Task details
Transcribe, word for word and without additions, each line below from the one containing "pub enum PaymentRequestStatus" through the one containing "let request: PaymentRequest", both ends included.

++++ Extracted records ++++

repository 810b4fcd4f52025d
pub mod json;
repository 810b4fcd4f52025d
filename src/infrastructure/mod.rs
pub mod scripted;
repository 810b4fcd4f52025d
pub mod scenario_reader;
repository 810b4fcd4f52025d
use crate::application::context::UserContext;
use crate::application::correlator::CallbackCorrelator;
use crate::application::session::{
    CancelReason, SessionConfig, SessionControl, SessionEvent, SessionHandle, SessionId,
    SubmissionSession,
};
use crate::domain::interaction::{ContinuationData, InteractionRequest};
use crate::domain::payment::{PaymentMethodDescription, PaymentRequest, PaymentRequestStatus};
use crate::domain::ports::{AuthorizationDataSourceHandle, GatewayClientHandle};
use crate::error::PaymentError;
use std::collections::HashMap;
use std::sync::Arc;
use tokio::sync::{RwLock, watch};
use tracing::info;
use url::Url;

/// Public entry point of the crate.
///
/// Creates one `SubmissionSession` per submitted request, wires it to the
/// shared `CallbackCorrelator` and the gateway collaborators, and relays
/// notifications outward. Multiple sessions run concurrently and
/// independently; each session's transitions stay serialized in its own
/// task.
pub struct PaymentService {
    gateway: GatewayClientHandle,
    auth_source: AuthorizationDataSourceHandle,
    correlator: Arc<CallbackCorrelator>,
    sessions: Arc<RwLock<HashMap<SessionId, Arc<SessionControl>>>>,
    user_context: UserContext,
    config: SessionConfig,
}

impl PaymentService {
    pub fn new(gateway: GatewayClientHandle, auth_source: AuthorizationDataSourceHandle) -> Self {
        Self::with_config(gateway, auth_source, SessionConfig::default())
    }

    pub fn with_config(
        gateway: GatewayClientHandle,
        auth_source: AuthorizationDataSourceHandle,
        config: SessionConfig,
    ) -> Self {
        Self {
            gateway,
            auth_source,
            correlator: Arc::new(CallbackCorrelator::new()),
            sessions: Arc::new(RwLock::new(HashMap::new())),
            user_context: UserContext::new(),
            config,
        }
    }

    /// Submits a payment request.
    ///
    /// Returns immediately with a handle to the new session; all gateway
    /// traffic happens on the session's own task. The handle's event stream
    /// yields zero or more interaction requests followed by exactly one
    /// terminal status, regardless of how many interaction round-trips the
    /// gateway demands.
    pub async fn submit(&self, request: PaymentRequest) -> SessionHandle {
        let (session, handle) = SubmissionSession::new(
            self.gateway.clone(),
            self.auth_source.clone(),
            self.correlator.clone(),
            self.config.clone(),
        );
        let id = handle.id();
        self.sessions.write().await.insert(id, session.control());

        let sessions = self.sessions.clone();
        tokio::spawn(async move {
            session.run(request).await;
            sessions.write().await.remove(&id);
        });
        handle
    }

    /// Legacy submission shape: delegate-style callbacks instead of an
    /// event stream. Relays from the same session type as [`submit`],
    /// so both entry points share one code path.
    #[deprecated(note = "use `submit` and consume the returned `SessionHandle`")]
    pub async fn submit_with_handlers<I, C>(
        &self,
        request: PaymentRequest,
        on_interaction: I,
        on_complete: C,
    ) -> SessionId
    where
        I: Fn(InteractionRequest) + Send + 'static,
        C: FnOnce(PaymentRequestStatus, Option<PaymentError>) + Send + 'static,
    {
        let mut handle = self.submit(request).await;
        let id = handle.id();
        tokio::spawn(async move {
            let mut on_complete = Some(on_complete);
            while let Some(event) = handle.next_event().await {
                match event {
                    SessionEvent::Interaction(interaction) => on_interaction(interaction),
                    SessionEvent::Completed { status, error } => {
                        if let Some(complete) = on_complete.take() {
                            complete(status, error);
                        }
                    }
                }
            }
        });
        id
    }

    /// Reports completion of an in-process interaction step by session id.
    /// Companion to the legacy submission shape; handle holders can call
    /// [`SessionHandle::complete_interaction`] directly.
    pub async fn complete_interaction(
        &self,
        id: SessionId,
        data: ContinuationData,
    ) -> Result<(), PaymentError> {
        match self.sessions.read().await.get(&id).cloned() {
            Some(control) => control.complete_interaction(data),
            None => Err(PaymentError::ProtocolViolation(format!(
                "session {id} is unknown or already terminal"
            ))),
        }
    }

    /// Cancels an in-flight session. No-op for unknown or terminal sessions.
    pub async fn cancel(&self, id: SessionId) {
        if let Some(control) = self.sessions.read().await.get(&id).cloned() {
            control.cancel(CancelReason::Host);
        }
    }

    /// Forwards an URL-open event from the host.
    ///
    /// Returns whether the URL was consumed by a pending transaction. Safe
    /// to call for URLs unrelated to payment: those return `false` with no
    /// side effects, so other handlers of the same event keep working.
    pub fn handle_external_callback(&self, url: &Url) -> bool {
        self.correlator.match_callback(url)
    }

    /// Tears down all state tied to the current logged-in user.
    ///
    /// Every session still in flight resolves to a terminal `Failure` with
    /// `ContextCleared`, exactly once each; their pending correlation
    /// tokens become stale and later callbacks for them are not matched.
    /// The selected payment method resets to `None`.
    pub async fn clear_user_context(&self) {
        self.user_context.clear_selection();
        let controls: Vec<_> = {
            let mut sessions = self.sessions.write().await;
            sessions.drain().map(|(_, control)| control).collect()
        };
        if !controls.is_empty() {
            info!(count = controls.len(), "clearing user context with sessions in flight");
        }
        for control in controls {
            control.cancel(CancelReason::ContextCleared);
        }
    }

    /// The UI layer reports that the user picked a payment method.
    pub fn select_payment_method(&self, method: PaymentMethodDescription) {
        self.user_context.select_method(method);
    }

    /// The UI layer reports that the user cleared the selection.
    pub fn clear_payment_method_selection(&self) {
        self.user_context.clear_selection();
    }

    /// Read-only observable of the selected payment method, for the widget.
    pub fn selected_payment_method(&self) -> watch::Receiver<Option<PaymentMethodDescription>> {
        self.user_context.selected_method()
    }

    /// Legacy one-shot accessor over the same selection state.
    #[deprecated(note = "observe `selected_payment_method` instead")]
    pub fn retrieve_selected_payment_method(&self) -> Option<PaymentMethodDescription> {
        self.user_context.current_selection()
    }
}
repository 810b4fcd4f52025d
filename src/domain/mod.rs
pub mod interaction;
pub mod payment;
pub mod ports;
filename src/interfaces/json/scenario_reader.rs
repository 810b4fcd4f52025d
use crate::domain::interaction::{ChallengePayload, CorrelationToken};
use crate::domain::payment::{PaymentRequest, PaymentRequestStatus};
use crate::domain::ports::GatewayOutcome;
use crate::error::GatewayError;
use serde::Deserialize;
use std::io::Read;
use url::Url;

/// A demo scenario: one payment request plus the ordered gateway outcomes
/// a scripted gateway should replay for it.
#[derive(Debug, Deserialize)]
pub struct Scenario {
    pub request: PaymentRequest,
    pub outcomes: Vec<ScenarioOutcome>,
}

#[derive(Debug, Clone, Deserialize)]
#[serde(tag = "kind", rename_all = "snake_case")]
pub enum ScenarioOutcome {
    Success,
    Retry,
    Failure,
    TransportError { message: String },
    Rejected { message: String },
    PresentForm { body: serde_json::Value },
    Redirect { target: Url, token: String },
}

impl ScenarioOutcome {
    fn into_gateway_call(self) -> Result<GatewayOutcome, GatewayError> {
        match self {
            ScenarioOutcome::Success => {
                Ok(GatewayOutcome::Terminal(PaymentRequestStatus::Success))
            }
            ScenarioOutcome::Retry => Ok(GatewayOutcome::Terminal(PaymentRequestStatus::Retry)),
            ScenarioOutcome::Failure => {
                Ok(GatewayOutcome::Terminal(PaymentRequestStatus::Failure))
            }
            ScenarioOutcome::TransportError { message } => Err(GatewayError::Transport(message)),
            ScenarioOutcome::Rejected { message } => Err(GatewayError::Rejected(message)),
            ScenarioOutcome::PresentForm { body } => Ok(GatewayOutcome::NeedsPresentController {
                payload: ChallengePayload { body },
            }),
            ScenarioOutcome::Redirect { target, token } => {
                Ok(GatewayOutcome::NeedsExternalRedirect {
                    target,
                    token: CorrelationToken::new(token),
                })
            }
        }
    }
}

impl Scenario {
    pub fn from_reader<R: Read>(reader: R) -> serde_json::Result<Self> {
        serde_json::from_reader(reader)
    }

    /// The outcomes as the script a `ScriptedGateway` replays.
    pub fn gateway_script(&self) -> Vec<Result<GatewayOutcome, GatewayError>> {
        self.outcomes
            .iter()
            .cloned()
            .map(ScenarioOutcome::into_gateway_call)
            .collect()
    }

    /// Redirect tokens in scenario order, for simulating the external
    /// application's return callbacks.
    pub fn redirect_tokens(&self) -> Vec<String> {
        self.outcomes
            .iter()
            .filter_map(|outcome| match outcome {
                ScenarioOutcome::Redirect { token, .. } => Some(token.clone()),
                _ => None,
            })
            .collect()
    }
}
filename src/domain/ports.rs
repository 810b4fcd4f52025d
use super::interaction::{ChallengePayload, ContinuationData, CorrelationToken};
use super::payment::{PaymentRequest, PaymentRequestStatus};
use crate::error::{GatewayError, PaymentError};
use async_trait::async_trait;
use std::sync::Arc;
use url::Url;

pub type GatewayClientHandle = Arc<dyn GatewayClient>;
pub type AuthorizationDataSourceHandle = Arc<dyn AuthorizationDataSource>;

/// Outcome of a gateway call. Closed set: a submission either reached a
/// terminal status or needs one of the two interaction kinds.
#[derive(Debug, Clone, PartialEq)]
pub enum GatewayOutcome {
    Terminal(PaymentRequestStatus),
    NeedsPresentController { payload: ChallengePayload },
    NeedsExternalRedirect { target: Url, token: CorrelationToken },
}

/// Credentials and merchant context required to authenticate gateway calls.
#[derive(Debug, Clone, PartialEq)]
pub struct AuthorizationData {
    pub merchant_pos_id: String,
    pub access_token: String,
}

/// The network collaborator performing the actual gateway calls.
///
/// Implementations own transport concerns entirely; the session only sees
/// the closed `GatewayOutcome` set or a `GatewayError`.
#[async_trait]
pub trait GatewayClient: Send + Sync {
    async fn submit(
        &self,
        request: &PaymentRequest,
        auth: &AuthorizationData,
    ) -> Result<GatewayOutcome, GatewayError>;

    async fn continue_authorization(
        &self,
        continuation: &ContinuationData,
        auth: &AuthorizationData,
    ) -> Result<GatewayOutcome, GatewayError>;
}

/// Supplies the credentials needed for gateway calls. Pure data provider.
#[async_trait]
pub trait AuthorizationDataSource: Send + Sync {
    async fn authorization_data(&self) -> Result<AuthorizationData, PaymentError>;
}
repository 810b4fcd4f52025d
use crate::error::PaymentError;
use rust_decimal::Decimal;
use serde::{Deserialize, Serialize};

/// A positive monetary amount.
///
/// Wrapper around `rust_decimal::Decimal` that rejects zero and negative
/// values at construction time.
#[derive(Debug, Clone, Copy, PartialEq, PartialOrd, Serialize, Deserialize)]
#[serde(try_from = "Decimal", into = "Decimal")]
pub struct Amount(Decimal);

impl Amount {
    pub fn new(value: Decimal) -> Result<Self, PaymentError> {
        if value > Decimal::ZERO {
            Ok(Self(value))
        } else {
            Err(PaymentError::Validation(
                "amount must be positive".to_string(),
            ))
        }
    }

    pub fn value(&self) -> Decimal {
        self.0
    }
}

impl TryFrom<Decimal> for Amount {
    type Error = PaymentError;

    fn try_from(value: Decimal) -> Result<Self, Self::Error> {
        Self::new(value)
    }
}

impl From<Amount> for Decimal {
    fn from(amount: Amount) -> Self {
        amount.0
    }
}

/// ISO 4217 currency code.
#[derive(Debug, Clone, PartialEq, Eq, Serialize, Deserialize)]
#[serde(try_from = "String", into = "String")]
pub struct Currency(String);

impl Currency {
    pub fn new(code: impl Into<String>) -> Result<Self, PaymentError> {
        let code = code.into();
        if code.len() == 3 && code.chars().all(|c| c.is_ascii_uppercase()) {
            Ok(Self(code))
        } else {
            Err(PaymentError::Validation(format!(
                "invalid currency code: {code:?}"
            )))
        }
    }

    pub fn code(&self) -> &str {
        &self.0
    }
}

impl TryFrom<String> for Currency {
    type Error = PaymentError;

    fn try_from(value: String) -> Result<Self, Self::Error> {
        Self::new(value)
    }
}

impl From<Currency> for String {
    fn from(currency: Currency) -> Self {
        currency.0
    }
}

/// Terminal outcome of a submitted payment request.
///
/// Exactly one of these is delivered per submission. `Retry` marks a
/// transient failure that is safe for the host to resubmit; `Failure`
/// is non-retryable.
#[derive(Debug, Clone, Copy, PartialEq, Eq, Serialize, Deserialize)]
#[serde(rename_all = "lowercase")]
pub enum PaymentRequestStatus {
    Success,
    Retry,
    Failure,
}

#[derive(Debug, Clone, Copy, PartialEq, Eq, Serialize, Deserialize)]
#[serde(rename_all = "snake_case")]
pub enum PaymentMethodKind {
    Card,
    BankTransfer,
    Wallet,
}

/// Display-safe description of a stored payment method.
///
/// Immutable value created by the gateway on load/selection and replaced
/// wholesale on change. It carries nothing sensitive: the identifier is
/// already masked by the gateway.
#[derive(Debug, Clone, PartialEq, Eq, Serialize, Deserialize)]
pub struct PaymentMethodDescription {
    pub kind: PaymentMethodKind,
    pub masked_identifier: String,
    pub display_label: String,
}

/// The transaction to submit. Immutable once submitted; owned exclusively
/// by the session processing it.
#[derive(Debug, Clone, PartialEq, Serialize, Deserialize)]
pub struct PaymentRequest {
    /// Merchant-side order reference.
    pub order_reference: String,
    pub amount: Amount,
    pub currency: Currency,
    /// Reference to the stored payment method selected for this request.
    pub method_reference: String,
    /// Free-form merchant description shown on gateway-hosted screens.
    pub merchant_description: Option<String>,
}

#[cfg(test)]
mod tests {
    use super::*;
    use rust_decimal_macros::dec;

    #[test]
    fn test_amount_validation() {
        assert!(Amount::new(dec!(1.0)).is_ok());
        assert!(matches!(
            Amount::new(dec!(0.0)),
            Err(PaymentError::Validation(_))
        ));
        assert!(matches!(
            Amount::new(dec!(-5.0)),
            Err(PaymentError::Validation(_))
        ));
    }

    #[test]
    fn test_currency_validation() {
        assert!(Currency::new("PLN").is_ok());
        assert!(Currency::new("EUR").is_ok());
        assert!(Currency::new("pln").is_err());
        assert!(Currency::new("EURO").is_err());
        assert!(Currency::new("").is_err());
    }

    #[test]
    fn test_request_deserialization() {
        let json = r#"{
            "order_reference": "ORDER-1",
            "amount": "12.50",
            "currency": "PLN",
            "method_reference": "card-1234",
            "merchant_description": null
        }"#;
        let request: PaymentRequest = serde_json::from_str(json).unwrap();
        assert_eq!(request.amount.value(), dec!(12.50));
        assert_eq!(request.currency.code(), "PLN");
    }

    #[test]
    fn test_request_rejects_negative_amount() {
        let json = r#"{
            "order_reference": "ORDER-1",
            "amount": "-1",
            "currency": "PLN",
            "method_reference": "card-1234",
            "merchant_description": null
        }"#;
        assert!(serde_json::from_str::<PaymentRequest>(json).is_err());
    }
}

++++

Reply
pub enum PaymentRequestStatus {
    Success,
    Retry,
    Failure,
}

#[derive(Debug, Clone, Copy, PartialEq, Eq, Serialize, Deserialize)]
#[serde(rename_all = "snake_case")]
pub enum PaymentMethodKind {
    Card,
    BankTransfer,
    Wallet,
}

/// Display-safe description of a stored payment method.
///
/// Immutable value created by the gateway on load/selection and replaced
/// wholesale on change. It carries nothing sensitive: the identifier is
/// already masked by the gateway.
#[derive(Debug, Clone, PartialEq, Eq, Serialize, Deserialize)]
pub struct PaymentMethodDescription {
    pub kind: PaymentMethodKind,
    pub masked_identifier: String,
    pub display_label: String,
}

/// The transaction to submit. Immutable once submitted; owned exclusively
/// by the session processing it.
#[derive(Debug, Clone, PartialEq, Serialize, Deserialize)]
pub struct PaymentRequest {
    /// Merchant-side order reference.
    pub order_reference: String,
    pub amount: Amount,
    pub currency: Currency,
    /// Reference to the stored payment method selected for this request.
    pub method_reference: String,
    /// Free-form merchant description shown on gateway-hosted screens.
    pub merchant_description: Option<String>,
}

#[cfg(test)]
mod tests {
    use super::*;
    use rust_decimal_macros::dec;

    #[test]
    fn test_amount_validation() {
        assert!(Amount::new(dec!(1.0)).is_ok());
        assert!(matches!(
            Amount::new(dec!(0.0)),
            Err(PaymentError::Validation(_))
        ));
        assert!(matches!(
            Amount::new(dec!(-5.0)),
            Err(PaymentError::Validation(_))
        ));
    }

    #[test]
    fn test_currency_validation() {
        assert!(Currency::new("PLN").is_ok());
        assert!(Currency::new("EUR").is_ok());
        assert!(Currency::new("pln").is_err());
        assert!(Currency::new("EURO").is_err());
        assert!(Currency::new("").is_err());
    }

    #[test]
    fn test_request_deserialization() {
        let json = r#"{
            "order_reference": "ORDER-1",
            "amount": "12.50",
            "currency": "PLN",
            "method_reference": "card-1234",
            "merchant_description": null
        }"#;
        let request: PaymentRequest = serde_json::from_str(json).unwrap();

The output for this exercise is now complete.